Up to and including the line with "per-topic lists of", please set down the entries below exactly, starting from the first line.

(Stored data)
+ + + + + + +
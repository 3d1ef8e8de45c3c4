//! Topic aggregation
//!
//! Walks the configured topic table, searches each topic, picks one
//! affiliation per paper, geocodes it, and emits capped per-topic lists of
//! [`VisualizationNode`]s. Failures of a single topic never abort a pass.

use crate::config::{AggregationConfig, AppConfig, SearchConfig};
use crate::errors::{AppError, FetchError};
use crate::fetch::{HttpRequest, ReqwestTransport, RetryingFetcher};
use crate::geocode::{AffiliationCache, AffiliationResolver, GeocodingSettings};
use crate::metrics;
use crate::models::{Paper, SearchResponse, TopicQuery, VisualizationNode};
use crate::pacing::{ExponentialJitterBackoff, Sleeper, TokioSleeper};
use std::sync::Arc;
use std::time::{Duration, Instant};
use tracing::{error, info, instrument, warn};

/// A candidate affiliation must be longer than this after trimming
pub const MIN_CANDIDATE_CHARS: usize = 3;

/// Settings for one aggregator instance
#[derive(Debug, Clone)]
pub struct AggregatorSettings {
    pub topics: Vec<TopicQuery>,
    pub search_url: String,
    pub api_key: Option<String>,
    pub api_key_header: String,
    pub page_size: u32,
    pub fields: String,
    pub max_attempts: u32,
    pub per_topic_cap: usize,
    pub topic_interval: Duration,
    /// Extra delay before every pass, when set
    pub pre_pass_delay: Option<Duration>,
}

impl AggregatorSettings {
    pub fn from_config(search: &SearchConfig, aggregation: &AggregationConfig) -> Self {
        Self {
            topics: aggregation.topics.clone(),
            search_url: search.base_url.clone(),
            api_key: search.api_key().map(str::to_string),
            api_key_header: search.api_key_header.clone(),
            page_size: search.page_size,
            fields: search.fields.clone(),
            max_attempts: search.max_attempts,
            per_topic_cap: aggregation.per_topic_cap,
            topic_interval: Duration::from_millis(aggregation.topic_interval_ms),
            pre_pass_delay: aggregation
                .dev_mode
                .then(|| Duration::from_millis(aggregation.dev_mode_delay_ms)),
        }
    }
}

impl Default for AggregatorSettings {
    fn default() -> Self {
        Self::from_config(&SearchConfig::default(), &AggregationConfig::default())
    }
}

/// First author's first affiliation that is longer than three characters
/// after trimming, scanning authors in order.
pub fn select_affiliation(paper: &Paper) -> Option<&str> {
    paper
        .authors
        .iter()
        .flatten()
        .filter_map(|author| author.affiliations.as_ref()?.first())
        .map(|affiliation| affiliation.trim())
        .find(|affiliation| affiliation.chars().count() > MIN_CANDIDATE_CHARS)
}

/// Orchestrates search, affiliation selection, and geocoding per topic
pub struct TopicAggregator {
    fetcher: RetryingFetcher,
    resolver: Arc<AffiliationResolver>,
    sleeper: Arc<dyn Sleeper>,
    settings: AggregatorSettings,
}

impl TopicAggregator {
    pub fn new(
        fetcher: RetryingFetcher,
        resolver: Arc<AffiliationResolver>,
        sleeper: Arc<dyn Sleeper>,
        settings: AggregatorSettings,
    ) -> Self {
        Self {
            fetcher,
            resolver,
            sleeper,
            settings,
        }
    }

    /// Production wiring: reqwest transports, tokio timers, default backoff
    pub fn from_config(config: &AppConfig, cache: Arc<AffiliationCache>) -> Result<Self, AppError> {
        let sleeper: Arc<dyn Sleeper> = Arc::new(TokioSleeper);

        let search_transport = ReqwestTransport::new(
            Duration::from_secs(config.search.timeout_secs),
            Some(crate::DEFAULT_USER_AGENT),
        )?;
        let fetcher = RetryingFetcher::new(
            Arc::new(search_transport),
            Arc::new(ExponentialJitterBackoff::default()),
            sleeper.clone(),
        );

        let geocoding_transport = ReqwestTransport::new(
            Duration::from_secs(config.geocoding.timeout_secs),
            Some(config.geocoding.user_agent.as_str()),
        )?;
        let resolver = AffiliationResolver::new(
            Arc::new(geocoding_transport),
            sleeper.clone(),
            cache,
            GeocodingSettings::from(&config.geocoding),
        );

        Ok(Self::new(
            fetcher,
            Arc::new(resolver),
            sleeper,
            AggregatorSettings::from_config(&config.search, &config.aggregation),
        ))
    }

    /// Configured topics, in order
    pub fn topics(&self) -> &[TopicQuery] {
        &self.settings.topics
    }

    pub fn resolver(&self) -> &Arc<AffiliationResolver> {
        &self.resolver
    }

    /// Topics a pass will visit: the exact match for `filter`, otherwise all
    pub fn working_set(&self, filter: Option<&str>) -> Vec<&TopicQuery> {
        let matched = filter.and_then(|label| {
            self.settings
                .topics
                .iter()
                .find(|topic| topic.label == label)
        });

        match matched {
            Some(topic) => vec![topic],
            None => self.settings.topics.iter().collect(),
        }
    }

    /// Run one aggregation pass. Always returns, possibly with zero nodes.
    #[instrument(skip(self))]
    pub async fn aggregate_nodes(&self, topic_filter: Option<&str>) -> Vec<VisualizationNode> {
        let start = Instant::now();
        let topics = self.working_set(topic_filter);
        info!(topic_count = topics.len(), "Starting aggregation pass");

        if let Some(delay) = self.settings.pre_pass_delay {
            info!(delay_ms = delay.as_millis() as u64, "Dev mode: extra throttling");
            self.sleeper.sleep(delay).await;
        }

        let mut nodes = Vec::new();
        for (i, topic) in topics.iter().enumerate() {
            if i > 0 {
                self.sleeper.sleep(self.settings.topic_interval).await;
            }

            match self.collect_topic(topic).await {
                Ok(topic_nodes) => {
                    info!(topic = %topic.label, nodes = topic_nodes.len(), "Topic complete");
                    metrics::record_topic_nodes(&topic.label, topic_nodes.len());
                    nodes.extend(topic_nodes);
                }
                Err(e) => {
                    error!(topic = %topic.label, error = %e, "Topic failed, continuing with next topic");
                    metrics::record_topic_failure(&topic.label);
                }
            }
        }

        metrics::record_aggregation(start.elapsed().as_secs_f64(), nodes.len());
        info!(total_nodes = nodes.len(), "Aggregation pass complete");
        nodes
    }

    #[instrument(skip(self, topic), fields(topic = %topic.label))]
    async fn collect_topic(&self, topic: &TopicQuery) -> Result<Vec<VisualizationNode>, FetchError> {
        let request = self.search_request(&topic.query);
        let response: SearchResponse = self
            .fetcher
            .fetch_json(&request, self.settings.max_attempts)
            .await?;
        info!(papers = response.data.len(), "Search returned papers");

        let mut nodes = Vec::new();
        for paper in &response.data {
            if nodes.len() >= self.settings.per_topic_cap {
                break;
            }

            if paper.authors.as_ref().map_or(true, Vec::is_empty) {
                continue;
            }

            let Some(affiliation) = select_affiliation(paper) else {
                continue;
            };

            match self.resolver.resolve(affiliation).await {
                Some(coords) => {
                    nodes.push(VisualizationNode::from_paper(&topic.label, paper, coords));
                }
                None => {
                    warn!(affiliation = %affiliation, "Skipping paper with unresolved affiliation");
                }
            }
        }

        Ok(nodes)
    }

    fn search_request(&self, query: &str) -> HttpRequest {
        let mut request = HttpRequest::get(&self.settings.search_url)
            .query("query", query)
            .query("limit", self.settings.page_size)
            .query("fields", &self.settings.fields);

        if let Some(key) = &self.settings.api_key {
            request = request.header(&self.settings.api_key_header, key);
        }
        request
    }
}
+ + + + + + +
• ANSWER SPACE:
repository 3d1ef8e8de45c3c4
//! Topic aggregation
//!
//! Walks the configured topic table, searches each topic, picks one
//! affiliation per paper, geocodes it, and emits capped per-topic lists of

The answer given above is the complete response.